_EXERCISE:_ The data below holds the lines to copy: everything from the line containing "4. The final" to the line containing "pub fn legacy_adx(closes: &[f64], period: usize)", both ends included, set down exactly.

_GIVEN DATA:_
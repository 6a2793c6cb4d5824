//! Boundary with the distance sensor driver.

/// Timer counts per overflow of the 16-bit capture timer.
const TIMER_WRAP: f64 = 65535.0;

/// Echo round-trip time, in microseconds, per distance unit.
const MICROS_PER_UNIT: f64 = 58.2;

/// Default CPU clock of the kiosk board.
const DEFAULT_CPU_HZ: u32 = 8_000_000;

/// A source of distance readings, one per sampling tick.
///
/// Implementations pace themselves: each call blocks until the next tick
/// and returns the distance measured then. A sensor never runs out.
pub trait DistanceSensor {
    /// Takes one reading.
    fn measure(&mut self) -> f64;

    /// Returns an endless iterator of readings for the gesture decoder.
    fn samples(&mut self) -> Samples<'_, Self>
    where
        Self: Sized,
    {
        Samples { sensor: self }
    }
}

/// Endless iterator over a [`DistanceSensor`]'s readings.
#[derive(Debug)]
pub struct Samples<'a, S> {
    sensor: &'a mut S,
}

impl<S: DistanceSensor> Iterator for Samples<'_, S> {
    type Item = f64;

    fn next(&mut self) -> Option<f64> {
        Some(self.sensor.measure())
    }
}

/// Width of a captured ultrasonic echo.
///
/// The capture timer is 16 bits wide; long echoes wrap it, so the driver
/// counts overflows alongside the final timer value.
#[derive(Debug, Clone, Copy, PartialEq, Eq, Default)]
pub struct EchoPulse {
    /// Timer value at the falling edge.
    pub ticks: u16,
    /// Timer overflows counted during the echo.
    pub overflows: u32,
}

impl EchoPulse {
    /// Creates a pulse from a capture.
    #[must_use]
    pub const fn new(ticks: u16, overflows: u32) -> Self {
        Self { ticks, overflows }
    }

    /// Converts the pulse into a distance, for a timer clocked at the CPU
    /// frequency with no prescaler.
    #[must_use]
    pub fn distance(&self, cpu_hz: u32) -> f64 {
        let count = f64::from(self.ticks) + TIMER_WRAP * f64::from(self.overflows);
        count / (MICROS_PER_UNIT * f64::from(cpu_hz) / 1_000_000.0)
    }

    /// Converts the pulse using the kiosk board's 8 MHz clock.
    #[must_use]
    pub fn default_distance(&self) -> f64 {
        self.distance(DEFAULT_CPU_HZ)
    }
}
//! Hand representation with incrementally maintained value.

extern crate alloc;

use alloc::vec::Vec;

use crate::card::Card;
use crate::deck::Deck;
use crate::error::DealError;
use crate::options::AceDemotion;

/// Maximum number of cards a hand can hold.
pub const MAX_HAND: usize = 12;

/// Highest value a hand can have without busting.
pub const BLACKJACK: u8 = 21;

/// A hand of cards, owned by the dealer or one seat.
///
/// The value is updated as each card is added rather than recomputed from
/// scratch: Aces enter at 11 and are demoted to 1 only when the hand would
/// otherwise exceed 21.
#[derive(Debug, Clone, PartialEq, Eq)]
pub struct Hand {
    /// Cards in the hand.
    cards: Vec<Card>,
    /// Current value of the hand.
    value: u8,
    /// Aces still counted as 11.
    soft_aces: u8,
    /// Whether the hand has gone over 21 with no Ace left to demote.
    busted: bool,
    /// Whether this hand is the product of a split.
    from_split: bool,
    /// How soft Aces are demoted when the hand goes over 21.
    demotion: AceDemotion,
}

impl Hand {
    /// Creates a new empty hand using the default demotion policy.
    #[must_use]
    pub fn new() -> Self {
        Self::with_demotion(AceDemotion::default())
    }

    /// Creates a new empty hand using the given demotion policy.
    #[must_use]
    pub const fn with_demotion(demotion: AceDemotion) -> Self {
        Self {
            cards: Vec::new(),
            value: 0,
            soft_aces: 0,
            busted: false,
            from_split: false,
            demotion,
        }
    }

    /// Checks that the hand can take another card.
    ///
    /// # Errors
    ///
    /// Returns [`DealError::HandFull`] if the hand holds [`MAX_HAND`] cards,
    /// or [`DealError::HandBusted`] if it has already busted.
    pub fn check_room(&self) -> Result<(), DealError> {
        if self.cards.len() >= MAX_HAND {
            return Err(DealError::HandFull);
        }
        if self.busted {
            return Err(DealError::HandBusted);
        }
        Ok(())
    }

    /// Adds a card to the hand and updates its value, soft count and bust
    /// flag.
    ///
    /// # Errors
    ///
    /// Returns an error if the hand cannot take another card; the hand is
    /// left unchanged.
    pub fn deal_into(&mut self, card: Card) -> Result<(), DealError> {
        self.check_room()?;

        self.cards.push(card);
        self.value += card.score();
        if card.is_ace() {
            self.soft_aces += 1;
        }

        match self.demotion {
            AceDemotion::UntilSafe => {
                while self.value > BLACKJACK && self.soft_aces > 0 {
                    self.demote();
                }
                self.busted = self.value > BLACKJACK;
            }
            AceDemotion::OncePerCard => {
                if self.value > BLACKJACK {
                    if self.soft_aces > 0 {
                        self.demote();
                    } else {
                        self.busted = true;
                    }
                }
            }
        }

        Ok(())
    }

    const fn demote(&mut self) {
        self.value -= 10;
        self.soft_aces -= 1;
    }

    /// Returns the cards in the hand.
    #[must_use]
    pub fn cards(&self) -> &[Card] {
        &self.cards
    }

    /// Returns the current value of the hand.
    #[must_use]
    pub const fn value(&self) -> u8 {
        self.value
    }

    /// Returns the number of Aces still counted as 11.
    #[must_use]
    pub const fn soft_aces(&self) -> u8 {
        self.soft_aces
    }

    /// Returns whether the hand is soft (an Ace is still counted as 11).
    #[must_use]
    pub const fn is_soft(&self) -> bool {
        self.soft_aces > 0
    }

    /// Returns whether the hand has busted.
    #[must_use]
    pub const fn is_busted(&self) -> bool {
        self.busted
    }

    /// Returns whether this hand is the product of a split.
    #[must_use]
    pub const fn is_from_split(&self) -> bool {
        self.from_split
    }

    /// Returns the demotion policy of the hand.
    #[must_use]
    pub const fn demotion(&self) -> AceDemotion {
        self.demotion
    }

    /// Returns whether the first two cards share a rank.
    #[must_use]
    pub fn is_pair(&self) -> bool {
        self.cards.len() == 2 && self.cards[0].rank == self.cards[1].rank
    }

    /// Returns the number of cards in the hand.
    #[must_use]
    pub fn len(&self) -> usize {
        self.cards.len()
    }

    /// Returns whether the hand is empty.
    #[must_use]
    pub fn is_empty(&self) -> bool {
        self.cards.is_empty()
    }

    /// Empties the hand for a new round.
    pub fn clear(&mut self) {
        *self = Self::with_demotion(self.demotion);
    }

    /// Removes the second card of a pair and rebuilds both halves as
    /// one-card split hands.
    ///
    /// The caller has already validated the pair.
    pub(crate) fn take_split_card(&mut self) -> Option<Self> {
        if self.cards.len() != 2 {
            return None;
        }
        let moved = self.cards.pop()?;
        let kept = self.cards[0];
        *self = Self::split_from(kept, self.demotion);
        Some(Self::split_from(moved, self.demotion))
    }

    /// A one-card hand scored directly from its card: an Ace is 11 and soft.
    fn split_from(card: Card, demotion: AceDemotion) -> Self {
        let mut cards = Vec::with_capacity(MAX_HAND);
        cards.push(card);
        Self {
            cards,
            value: card.score(),
            soft_aces: u8::from(card.is_ace()),
            busted: false,
            from_split: true,
            demotion,
        }
    }
}

impl Default for Hand {
    fn default() -> Self {
        Self::new()
    }
}

/// Deals the next card of `deck` into `hand`.
///
/// The hand is checked first so a rejected deal does not consume a card.
///
/// # Errors
///
/// Returns an error if the hand cannot take a card or the deck is exhausted.
pub fn deal_one(deck: &mut Deck, hand: &mut Hand) -> Result<Card, DealError> {
    hand.check_room()?;
    let card = deck.deal()?;
    hand.deal_into(card)?;
    log::trace!("dealt rank {} of {:?}, hand now {}", card.rank, card.suit, hand.value());
    Ok(card)
}
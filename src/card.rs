//! Card types and scoring.

/// Card suit.
#[derive(Debug, Clone, Copy, PartialEq, Eq, Hash)]
pub enum Suit {
    /// Hearts.
    Hearts,
    /// Diamonds.
    Diamonds,
    /// Clubs.
    Clubs,
    /// Spades.
    Spades,
}

/// A playing card.
#[derive(Debug, Clone, Copy, PartialEq, Eq, Hash)]
pub struct Card {
    /// The suit of the card.
    pub suit: Suit,
    /// The rank of the card (1 = Ace, 11 = Jack, 12 = Queen, 13 = King).
    pub rank: u8,
}

impl Card {
    /// Creates a new card.
    ///
    /// Note: This function does not validate the rank. Values outside 1..=13
    /// are accepted but score zero when added to a hand.
    #[must_use]
    pub const fn new(suit: Suit, rank: u8) -> Self {
        Self { suit, rank }
    }

    /// Returns whether the card is an Ace.
    #[must_use]
    pub const fn is_ace(&self) -> bool {
        self.rank == ACE
    }

    /// Blackjack score of the card at the moment it is added to a hand.
    ///
    /// Aces score 11 here; demotion to 1 is tracked by the hand.
    #[must_use]
    pub const fn score(&self) -> u8 {
        match self.rank {
            ACE => 11,
            2..=10 => self.rank,
            11..=13 => 10,
            _ => 0,
        }
    }
}

/// Rank value of an Ace.
pub const ACE: u8 = 1;

/// Number of ranks per suit.
pub const RANKS: u8 = 13;

/// Number of cards per deck.
pub const DECK_SIZE: usize = 52;
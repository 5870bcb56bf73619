pub mod client;
pub mod mock;

// Re-export for convenient access (e.g. `use crate::market_data::MarketDataClient`).
pub use client::MarketDataClient;
pub use mock::mock_price_walk;
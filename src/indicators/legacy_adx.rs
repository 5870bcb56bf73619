// =============================================================================
// Legacy Directional Movement Index (ADX / +DI / -DI)
// =============================================================================
//
// This is NOT textbook Wilder ADX. It reproduces, bit for bit, the reference
// analyzer's calculation, which differs from the standard formulation in four
// load-bearing ways:
//
//   1. Synthetic bars: only closes are available, so per-bar high/low are
//      derived as high_i = max(close_i, close_{i-1}) and
//      low_i = min(close_i, close_{i-1}); bar 0 has high = low = close.
//   2. True Range is taken against the *previous* synthetic bar:
//      TR_i = max(|close_i - low_{i-1}|, |close_i - high_{i-1}|,
//                 |high_{i-1} - low_{i-1}|).
//   3. ATR uses the unnormalized recursion atr = atr - atr/period + tr,
//      which yields a smoothed *sum*, not a moving average.
//   4. The final ADX is the simple mean of the FIRST `period` DX values,
//      not a trailing window.
//
// Downstream consumers depend on numeric parity with the reference output.
// Any "correction" toward the textbook formulas is a breaking change.

/// Default look-back period for the directional movement calculation.
pub const DEFAULT_PERIOD: usize = 14;

/// Result triple of the legacy directional movement calculation.
///
/// `adx` is in `[0, 100]` when defined; a flat window can drive the DX
/// denominator to zero, in which case NaN flows through unmasked. The
/// all-zero value means "insufficient data", which callers must
/// distinguish from a genuine zero-trend reading.
#[derive(Debug, Clone, Copy, PartialEq)]
pub struct LegacyAdx {
    pub adx: f64,
    pub plus_di: f64,
    pub minus_di: f64,
}

impl LegacyAdx {
    /// The insufficient-data sentinel.
    pub const fn zero() -> Self {
        Self {
            adx: 0.0,
            plus_di: 0.0,
            minus_di: 0.0,
        }
    }
}

/// Compute the legacy ADX / +DI / -DI triple from a close-price series.
///
/// Requires `closes.len() >= 2 * period` for a non-degenerate result;
/// below that threshold (or for `period == 0`) the zero triple is
/// returned instead of an error. Pure and deterministic: identical input
/// yields bit-identical output.
pub fn legacy_adx(closes: &[f64], period: usize) -> LegacyAdx {
    if period == 0 || closes.len() < 2 * period {
        return LegacyAdx::zero();
    }

    let n = closes.len();
    let period_f = period as f64;

    // --- Step 1: Synthetic high/low bars from consecutive closes -------------
    let mut highs = Vec::with_capacity(n);
    let mut lows = Vec::with_capacity(n);
    highs.push(closes[0]);
    lows.push(closes[0]);
    for i in 1..n {
        highs.push(closes[i].max(closes[i - 1]));
        lows.push(closes[i].min(closes[i - 1]));
    }

    // --- Step 2: Raw directional movement and true range ---------------------
    // Index 0 has no predecessor; all three series hold 0.0 there.
    let mut dm_plus = vec![0.0; n];
    let mut dm_minus = vec![0.0; n];
    let mut tr = vec![0.0; n];
    for i in 1..n {
        dm_plus[i] = (highs[i] - highs[i - 1]).max(0.0);
        dm_minus[i] = (lows[i - 1] - lows[i]).max(0.0);
        tr[i] = (closes[i] - lows[i - 1])
            .abs()
            .max((closes[i] - highs[i - 1]).abs())
            .max((highs[i - 1] - lows[i - 1]).abs());
    }

    // --- Step 3: ATR — seed with SMA, then the unnormalized recursion --------
    let mut atr = Vec::with_capacity(n - period + 1);
    atr.push(tr[..period].iter().sum::<f64>() / period_f);
    for i in period..n {
        let prev = atr[atr.len() - 1];
        atr.push(prev - prev / period_f + tr[i]);
    }

    // --- Step 4: Directional indicators ---------------------------------------
    // Trailing `period`-wide DM sums ending at bar i, divided by the ATR
    // entry aligned at offset i - period.
    let mut di_plus = Vec::with_capacity(n - period);
    let mut di_minus = Vec::with_capacity(n - period);
    for i in period..n {
        let window = (i + 1 - period)..=i;
        let sum_plus: f64 = dm_plus[window.clone()].iter().sum();
        let sum_minus: f64 = dm_minus[window].iter().sum();
        let atr_entry = atr[i - period];
        di_plus.push(sum_plus / atr_entry * 100.0);
        di_minus.push(sum_minus / atr_entry * 100.0);
    }

    // --- Step 5: DX and the first-window ADX average --------------------------
    // A zero +DI + -DI sum makes DX NaN, which intentionally propagates.
    let dx: Vec<f64> = di_plus
        .iter()
        .zip(&di_minus)
        .map(|(p, m)| (p - m).abs() / (p + m) * 100.0)
        .collect();

    // closes.len() >= 2 * period guarantees dx.len() >= period.
    let adx = dx[..period].iter().sum::<f64>() / period_f;

    LegacyAdx {
        adx,
        plus_di: di_plus[di_plus.len() - 1],
        minus_di: di_minus[di_minus.len() - 1],
    }
}

// =============================================================================
// Unit Tests
// =============================================================================
#[cfg(test)]
mod tests {
    use super::*;

    /// Reference series from the analyzer fixtures: 28 closes, period 14,
    /// exactly at the 2*period threshold.
    const REFERENCE_CLOSES: [f64; 28] = [
        100.0, 102.0, 101.0, 105.0, 103.0, 107.0, 110.0, 108.0, 112.0, 115.0, 113.0, 117.0, 120.0,
        118.0, 122.0, 125.0, 123.0, 127.0, 130.0, 128.0, 132.0, 135.0, 133.0, 137.0, 140.0, 138.0,
        142.0, 145.0,
    ];

    #[test]
    fn adx_period_zero_returns_zero_triple() {
        let closes = vec![100.0; 50];
        assert_eq!(legacy_adx(&closes, 0), LegacyAdx::zero());
    }

    #[test]
    fn adx_insufficient_data_returns_exact_zero_triple() {
        // 27 closes is one short of 2 * 14.
        let result = legacy_adx(&REFERENCE_CLOSES[..27], 14);
        assert_eq!(result.adx, 0.0);
        assert_eq!(result.plus_di, 0.0);
        assert_eq!(result.minus_di, 0.0);
    }

    #[test]
    fn adx_threshold_is_exactly_twice_period() {
        let period = 5;
        let closes: Vec<f64> = (0..10).map(|i| 100.0 + i as f64).collect();
        assert_ne!(legacy_adx(&closes, period), LegacyAdx::zero());
        assert_eq!(legacy_adx(&closes[..9], period), LegacyAdx::zero());
    }

    #[test]
    fn adx_reference_series_is_finite_and_in_range() {
        let result = legacy_adx(&REFERENCE_CLOSES, 14);
        assert!(result.adx.is_finite(), "adx must be finite, got {}", result.adx);
        assert!(
            (0.0..=100.0).contains(&result.adx),
            "adx {} out of [0,100]",
            result.adx
        );
        assert!(result.plus_di > 0.0, "+DI must be positive, got {}", result.plus_di);
        assert!(result.minus_di > 0.0, "-DI must be positive, got {}", result.minus_di);
    }

    #[test]
    fn adx_strict_uptrend_favors_plus_di() {
        let closes: Vec<f64> = (0..40).map(|i| 100.0 + i as f64 * 2.0).collect();
        let result = legacy_adx(&closes, 14);
        assert!(
            result.plus_di > result.minus_di,
            "uptrend must give +DI ({}) > -DI ({})",
            result.plus_di,
            result.minus_di
        );
        // No down moves at all: -DI is exactly zero and DX pins at 100.
        assert_eq!(result.minus_di, 0.0);
        assert!((result.adx - 100.0).abs() < 1e-9);
    }

    #[test]
    fn adx_strict_downtrend_favors_minus_di() {
        let closes: Vec<f64> = (0..40).map(|i| 200.0 - i as f64 * 2.0).collect();
        let result = legacy_adx(&closes, 14);
        assert!(
            result.minus_di > result.plus_di,
            "downtrend must give -DI ({}) > +DI ({})",
            result.minus_di,
            result.plus_di
        );
        assert_eq!(result.plus_di, 0.0);
    }

    #[test]
    fn adx_flat_series_propagates_nan() {
        // Identical closes: every DM and TR is zero, so DX is 0/0. The
        // division-by-zero policy is to let NaN flow through, not mask it.
        let closes = vec![100.0; 40];
        let result = legacy_adx(&closes, 14);
        assert!(result.adx.is_nan(), "flat series must yield NaN adx");
    }

    #[test]
    fn adx_is_bit_identical_across_runs() {
        let first = legacy_adx(&REFERENCE_CLOSES, 14);
        let second = legacy_adx(&REFERENCE_CLOSES, 14);
        assert_eq!(first.adx.to_bits(), second.adx.to_bits());
        assert_eq!(first.plus_di.to_bits(), second.plus_di.to_bits());
        assert_eq!(first.minus_di.to_bits(), second.minus_di.to_bits());
    }

    #[test]
    fn adx_first_window_average_not_trailing() {
        // The legacy ADX averages the FIRST `period` DX values. Appending a
        // strongly trending tail changes the DI endpoints but leaves those
        // early DX values untouched, so adx must be unchanged.
        let base: Vec<f64> = (0..40).map(|i| 100.0 + (i as f64 * 0.9).sin() * 4.0).collect();
        let baseline = legacy_adx(&base, 14);

        let mut extended = base.clone();
        let last = extended[extended.len() - 1];
        extended.extend((1..=20).map(|i| last + i as f64 * 3.0));
        let after = legacy_adx(&extended, 14);

        assert_eq!(
            baseline.adx.to_bits(),
            after.adx.to_bits(),
            "adx must depend only on the first period of DX values"
        );
        assert_ne!(baseline.plus_di.to_bits(), after.plus_di.to_bits());
    }
}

_OUTPUT FOR THIS EXERCISE:_
//   4. The final ADX is the simple mean of the FIRST `period` DX values,
//      not a trailing window.
//
// Downstream consumers depend on numeric parity with the reference output.
// Any "correction" toward the textbook formulas is a breaking change.

/// Default look-back period for the directional movement calculation.
pub const DEFAULT_PERIOD: usize = 14;

/// Result triple of the legacy directional movement calculation.
///
/// `adx` is in `[0, 100]` when defined; a flat window can drive the DX
/// denominator to zero, in which case NaN flows through unmasked. The
/// all-zero value means "insufficient data", which callers must
/// distinguish from a genuine zero-trend reading.
#[derive(Debug, Clone, Copy, PartialEq)]
pub struct LegacyAdx {
    pub adx: f64,
    pub plus_di: f64,
    pub minus_di: f64,
}

impl LegacyAdx {
    /// The insufficient-data sentinel.
    pub const fn zero() -> Self {
        Self {
            adx: 0.0,
            plus_di: 0.0,
            minus_di: 0.0,
        }
    }
}

/// Compute the legacy ADX / +DI / -DI triple from a close-price series.
///
/// Requires `closes.len() >= 2 * period` for a non-degenerate result;
/// below that threshold (or for `period == 0`) the zero triple is
/// returned instead of an error. Pure and deterministic: identical input
/// yields bit-identical output.
pub fn legacy_adx(closes: &[f64], period: usize) -> LegacyAdx {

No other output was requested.